Andrea Bianchi e Claudio Corsi

di Red

SIENA. Davanti i sorrisi, alle spalle i pugnali ma senza spiegare un perché nei comunicati stampa. Sono diverse le storie che si intrecciano nelle impensabili - fino a poche ore fa - dimissioni del direttore generale Andrea Bianchi di Chianti Banca, che sono arrivate oggi, e subito seguite da altre dimissioni eccellenti dal Cda tra cui due vicepresidenti. La spaccatura si era manifestata già da tempo contro questo continuo "movimentismo" alla ricerca di un diverso posizionamento della banca, una delle realtà regionali più importanti nel settore del credito, che avrebbe previsto l'uscita dal circuito Iccrea e Federazione Toscana Bcc con l'incorporazione nelle Bcc del Trentino o Gruppo Trentino, istituto dieci volte più grande di quello di Fontebecci (che avrebbe trasferito tutto al Nord Italia lasciando in Toscana solo gli sportelli. E addio banca del territorio).

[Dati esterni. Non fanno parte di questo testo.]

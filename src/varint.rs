//! Wire-level primitives: the varint, fixed-width, and byte codecs.
//!
//! Everything in this module operates either on raw byte slices (the
//! `decode_*` functions, which never read past the end of the slice) or on
//! the `Bytes`/`BytesMut` buffer types used throughout the crate (the
//! `put_*`/`get_*` functions). The higher-level `Encoder`/`Decoder` impls in
//! [`crate::core`] are all built from these.
//!
//! Varints store 7 value bits per byte, least-significant group first, with
//! the high bit of each byte set on every byte except the last. Encoding is
//! always minimal: no value is ever padded with trailing zero groups.

use bytes::{Buf, BufMut, Bytes, BytesMut};

use crate::{DecodeError, Result};

/// Longest possible varint encoding of a 32-bit value.
pub const MAX_VARINT32_LEN: usize = 5;
/// Longest possible varint encoding of a 64-bit value.
pub const MAX_VARINT64_LEN: usize = 10;

/// Returns the exact number of bytes the varint encoding of `v` occupies.
///
/// Always between 1 and [`MAX_VARINT64_LEN`].
pub fn varint_len(v: u64) -> usize {
    let mut len = 1;
    let mut v = v >> 7;
    while v != 0 {
        len += 1;
        v >>= 7;
    }
    len
}

/// Appends the varint encoding of `v` to `dst`.
pub fn put_varint32(dst: &mut BytesMut, mut v: u32) {
    while v >= 0x80 {
        dst.put_u8((v as u8 & 0x7f) | 0x80);
        v >>= 7;
    }
    dst.put_u8(v as u8);
}

/// Appends the varint encoding of `v` to `dst`.
pub fn put_varint64(dst: &mut BytesMut, mut v: u64) {
    while v >= 0x80 {
        dst.put_u8((v as u8 & 0x7f) | 0x80);
        v >>= 7;
    }
    dst.put_u8(v as u8);
}

/// Decodes a 32-bit varint from the front of `data`.
///
/// Returns the value and the number of bytes consumed, or `None` if the
/// encoding does not terminate within `data` or within
/// [`MAX_VARINT32_LEN`] bytes. Never reads past the end of the slice.
///
/// Dispatches between two implementations of the same algorithm: a single
/// terminal byte is decoded inline (the common case for small values), an
/// unrolled path handles longer encodings when the full maximum length is
/// available, and a bounded loop covers short buffers. All paths decode
/// identical values wherever more than one applies.
pub fn decode_varint32(data: &[u8]) -> Option<(u32, usize)> {
    match data.first() {
        Some(&first) if first < 0x80 => Some((first as u32, 1)),
        Some(_) if data.len() >= MAX_VARINT32_LEN => decode_varint32_unrolled(data),
        _ => decode_varint32_fallback(data),
    }
}

// Caller guarantees data.len() >= MAX_VARINT32_LEN.
fn decode_varint32_unrolled(data: &[u8]) -> Option<(u32, usize)> {
    let mut result = (data[0] & 0x7f) as u32;
    if data[0] < 0x80 {
        return Some((result, 1));
    }
    result |= ((data[1] & 0x7f) as u32) << 7;
    if data[1] < 0x80 {
        return Some((result, 2));
    }
    result |= ((data[2] & 0x7f) as u32) << 14;
    if data[2] < 0x80 {
        return Some((result, 3));
    }
    result |= ((data[3] & 0x7f) as u32) << 21;
    if data[3] < 0x80 {
        return Some((result, 4));
    }
    // Groups past bit 31 are discarded; minimality is an encoder guarantee.
    result |= ((data[4] & 0x7f) as u32) << 28;
    if data[4] < 0x80 {
        return Some((result, 5));
    }
    None
}

/// Plain byte-at-a-time decode, bounded by the slice end.
///
/// Exposed so tests can assert it agrees with [`decode_varint32`] on every
/// input where both apply.
pub fn decode_varint32_fallback(data: &[u8]) -> Option<(u32, usize)> {
    let mut result: u32 = 0;
    for (i, &byte) in data.iter().enumerate().take(MAX_VARINT32_LEN) {
        result |= ((byte & 0x7f) as u32) << (7 * i);
        if byte < 0x80 {
            return Some((result, i + 1));
        }
    }
    None
}

/// Decodes a 64-bit varint from the front of `data`.
///
/// Same contract as [`decode_varint32`], with a maximum encoded length of
/// [`MAX_VARINT64_LEN`] bytes.
pub fn decode_varint64(data: &[u8]) -> Option<(u64, usize)> {
    match data.first() {
        Some(&first) if first < 0x80 => Some((first as u64, 1)),
        Some(_) if data.len() >= MAX_VARINT64_LEN => decode_varint64_unrolled(data),
        _ => decode_varint64_fallback(data),
    }
}

// Caller guarantees data.len() >= MAX_VARINT64_LEN.
fn decode_varint64_unrolled(data: &[u8]) -> Option<(u64, usize)> {
    let mut result = (data[0] & 0x7f) as u64;
    if data[0] < 0x80 {
        return Some((result, 1));
    }
    result |= ((data[1] & 0x7f) as u64) << 7;
    if data[1] < 0x80 {
        return Some((result, 2));
    }
    result |= ((data[2] & 0x7f) as u64) << 14;
    if data[2] < 0x80 {
        return Some((result, 3));
    }
    result |= ((data[3] & 0x7f) as u64) << 21;
    if data[3] < 0x80 {
        return Some((result, 4));
    }
    result |= ((data[4] & 0x7f) as u64) << 28;
    if data[4] < 0x80 {
        return Some((result, 5));
    }
    result |= ((data[5] & 0x7f) as u64) << 35;
    if data[5] < 0x80 {
        return Some((result, 6));
    }
    result |= ((data[6] & 0x7f) as u64) << 42;
    if data[6] < 0x80 {
        return Some((result, 7));
    }
    result |= ((data[7] & 0x7f) as u64) << 49;
    if data[7] < 0x80 {
        return Some((result, 8));
    }
    result |= ((data[8] & 0x7f) as u64) << 56;
    if data[8] < 0x80 {
        return Some((result, 9));
    }
    result |= ((data[9] & 0x7f) as u64) << 63;
    if data[9] < 0x80 {
        return Some((result, 10));
    }
    None
}

/// Bounded-loop counterpart of [`decode_varint64`]; see
/// [`decode_varint32_fallback`].
pub fn decode_varint64_fallback(data: &[u8]) -> Option<(u64, usize)> {
    let mut result: u64 = 0;
    for (i, &byte) in data.iter().enumerate().take(MAX_VARINT64_LEN) {
        result |= ((byte & 0x7f) as u64) << (7 * i);
        if byte < 0x80 {
            return Some((result, i + 1));
        }
    }
    None
}

/// Reads a 32-bit varint from the cursor, advancing it by the bytes consumed.
///
/// On failure the cursor is left untouched, but callers must still treat the
/// whole decode attempt as unrecoverable.
pub fn get_varint32(input: &mut Bytes) -> Result<u32> {
    match decode_varint32(input.chunk()) {
        Some((v, consumed)) => {
            input.advance(consumed);
            Ok(v)
        }
        None if input.remaining() >= MAX_VARINT32_LEN => Err(DecodeError::MalformedVarint),
        None => Err(DecodeError::InsufficientData),
    }
}

/// Reads a 64-bit varint from the cursor, advancing it by the bytes consumed.
pub fn get_varint64(input: &mut Bytes) -> Result<u64> {
    match decode_varint64(input.chunk()) {
        Some((v, consumed)) => {
            input.advance(consumed);
            Ok(v)
        }
        None if input.remaining() >= MAX_VARINT64_LEN => Err(DecodeError::MalformedVarint),
        None => Err(DecodeError::InsufficientData),
    }
}

/// Appends `v` as 4 little-endian bytes.
pub fn put_fixed32(dst: &mut BytesMut, v: u32) {
    dst.put_u32_le(v);
}

/// Appends `v` as 8 little-endian bytes.
pub fn put_fixed64(dst: &mut BytesMut, v: u64) {
    dst.put_u64_le(v);
}

/// Reads a 32-bit little-endian value without advancing the cursor.
///
/// The caller advances by the value width after a successful read; the
/// float decoders in [`crate::core`] rely on this.
pub fn get_fixed32(input: &Bytes) -> Result<u32> {
    let data = input.chunk();
    if data.len() < 4 {
        return Err(DecodeError::InsufficientData);
    }
    let mut raw = [0u8; 4];
    raw.copy_from_slice(&data[..4]);
    Ok(u32::from_le_bytes(raw))
}

/// Reads a 64-bit little-endian value without advancing the cursor.
pub fn get_fixed64(input: &Bytes) -> Result<u64> {
    let data = input.chunk();
    if data.len() < 8 {
        return Err(DecodeError::InsufficientData);
    }
    let mut raw = [0u8; 8];
    raw.copy_from_slice(&data[..8]);
    Ok(u64::from_le_bytes(raw))
}

/// Appends one raw byte.
pub fn put_byte(dst: &mut BytesMut, v: u8) {
    dst.put_u8(v);
}

/// Reads one raw byte, advancing the cursor by one.
pub fn get_byte(input: &mut Bytes) -> Result<u8> {
    if input.remaining() == 0 {
        return Err(DecodeError::InsufficientData);
    }
    Ok(input.get_u8())
}
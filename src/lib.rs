//! # wirepack
//!
//! A compact, positional binary serialization library for Rust.
//!
//! - Varint encoding for integers (7 value bits per byte, continuation flag
//!   in the high bit), fixed-width little-endian encoding for floats
//! - Length-prefixed strings, sequences, and mappings that recurse into the
//!   element codecs
//! - Custom derive macros for struct and fieldless-enum serialization
//! - No tags, no field IDs, no framing: the wire layout is defined entirely
//!   by declaration order, and encoder and decoder must agree on the schema
//!
//! The format is deliberately not self-describing and not
//! schema-evolution-friendly; in exchange it is small and byte-stable.
//!
//! ## Composite types
//!
//! `#[derive(Encode, Decode)]` serializes a struct's fields in declaration
//! order with nothing between them. A field marked `#[wirepack(ancestor)]`
//! is serialized before all other fields regardless of where it is declared,
//! which is how a type prefixes its wire layout with a parent type's:
//!
//! ```rust
//! use wirepack::{encode, decode, Encode, Decode};
//!
//! #[derive(Encode, Decode, PartialEq, Debug)]
//! struct Header {
//!     version: u16,
//!     flags: u32,
//! }
//!
//! #[derive(Encode, Decode, PartialEq, Debug)]
//! struct Record {
//!     #[wirepack(ancestor)]
//!     header: Header,
//!     name: String,
//!     values: Vec<u64>,
//! }
//!
//! let record = Record {
//!     header: Header { version: 1, flags: 0 },
//!     name: "sensor".to_string(),
//!     values: vec![300, 7],
//! };
//! let mut buf = encode(&record);
//! let decoded: Record = decode(&mut buf).unwrap();
//! assert_eq!(record, decoded);
//! ```
//!
//! ## Feature flags
//!
//! - `indexmap` — Enables encoding/decoding of `IndexMap` and `IndexSet`.
//!   Their insertion-ordered iteration makes mapping output reproducible,
//!   which plain `HashMap` does not guarantee.

pub mod core;
mod features;
pub mod varint;

/// Re-exported so derive-generated code (and manual impls) can name the
/// buffer types without a separate `bytes` dependency.
pub use bytes;

use bytes::{Bytes, BytesMut};
pub use wirepack_derive::{Decode, Encode};

/// Errors that can occur while decoding.
///
/// Encoding appends to a growable buffer and cannot fail.
#[derive(Debug, thiserror::Error)]
pub enum DecodeError {
    /// The buffer did not contain enough data to complete the operation.
    #[error("Insufficient data in buffer")]
    InsufficientData,
    /// A varint had its continuation bit set through the maximum encodable
    /// length without terminating.
    #[error("Malformed varint")]
    MalformedVarint,
    /// The bytes were readable but the value was invalid (bad UTF-8, an
    /// unknown enum value, a count mismatch, ...).
    #[error("Decode error: {0}")]
    Decode(String),
}

/// The result type used throughout this crate for decode operations.
pub type Result<T> = std::result::Result<T, DecodeError>;

/// Trait for types that can be encoded into the wirepack binary format.
///
/// Most users should use `#[derive(Encode)]` instead of implementing this
/// manually. Encoding only ever appends to `writer` and cannot fail.
pub trait Encoder {
    /// Encode the value into the given buffer.
    fn encode(&self, writer: &mut BytesMut);
}

/// Trait for types that can be decoded from the wirepack binary format.
///
/// Most users should use `#[derive(Decode)]` instead of implementing this
/// manually.
///
/// # Errors
/// Returns [`DecodeError`] if the buffer runs out, a varint is malformed, or
/// a value is invalid for the target type. After an error the cursor
/// position is unspecified and the whole decode attempt must be discarded.
pub trait Decoder: Sized {
    /// Decode a value from the given cursor, advancing it by exactly the
    /// bytes consumed on success.
    fn decode(reader: &mut Bytes) -> Result<Self>;
}

/// Convenience function to encode a value to bytes.
///
/// # Example
/// ```rust
/// use wirepack::{encode, decode, Encode, Decode};
///
/// #[derive(Encode, Decode, PartialEq, Debug)]
/// struct MyStruct {
///     id: u32,
///     name: String,
/// }
///
/// let value = MyStruct { id: 42, name: "hello".to_string() };
/// let mut buf = encode(&value);
/// let decoded: MyStruct = decode(&mut buf).unwrap();
/// assert_eq!(value, decoded);
/// ```
pub fn encode<T: Encoder + ?Sized>(value: &T) -> Bytes {
    let mut writer = BytesMut::new();
    value.encode(&mut writer);
    writer.freeze()
}

/// Convenience function to decode a value from bytes.
///
/// Equivalent to `T::decode(reader)`. The cursor is advanced by exactly the
/// bytes consumed; trailing data is left in place for subsequent decodes.
pub fn decode<T: Decoder>(reader: &mut Bytes) -> Result<T> {
    T::decode(reader)
}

Ma quello che ha fatto traboccare il vaso sarebbe stata l'ispezione della Banca d'Italia che ha stravolto i conti e i bilanci. ChiantiBanca avrebbe preparato un accantonamento di 40 milioni di euro per i crediti deteriorati, ma gli ispettori avrebbero riclassificato il tutto con nuovi parametri, chiedendo urgentemente al CdA di rettificare la somma fino a 120 milioni, il che provocherà un buco di bilancio con un passivo che per il 2016 sarà di 80 milioni di euro.

Dietro le dimissioni, insomma, c'è una critica fortissima verso la gestione Bini Smaghi e la volontà di non condividere le responsabilità e la fuga incomprensibile nel farsi assorbire da istituti più grandi.

E di sottostare a fortissime pressioni politiche che poco o nulla hanno a che fare con una banca.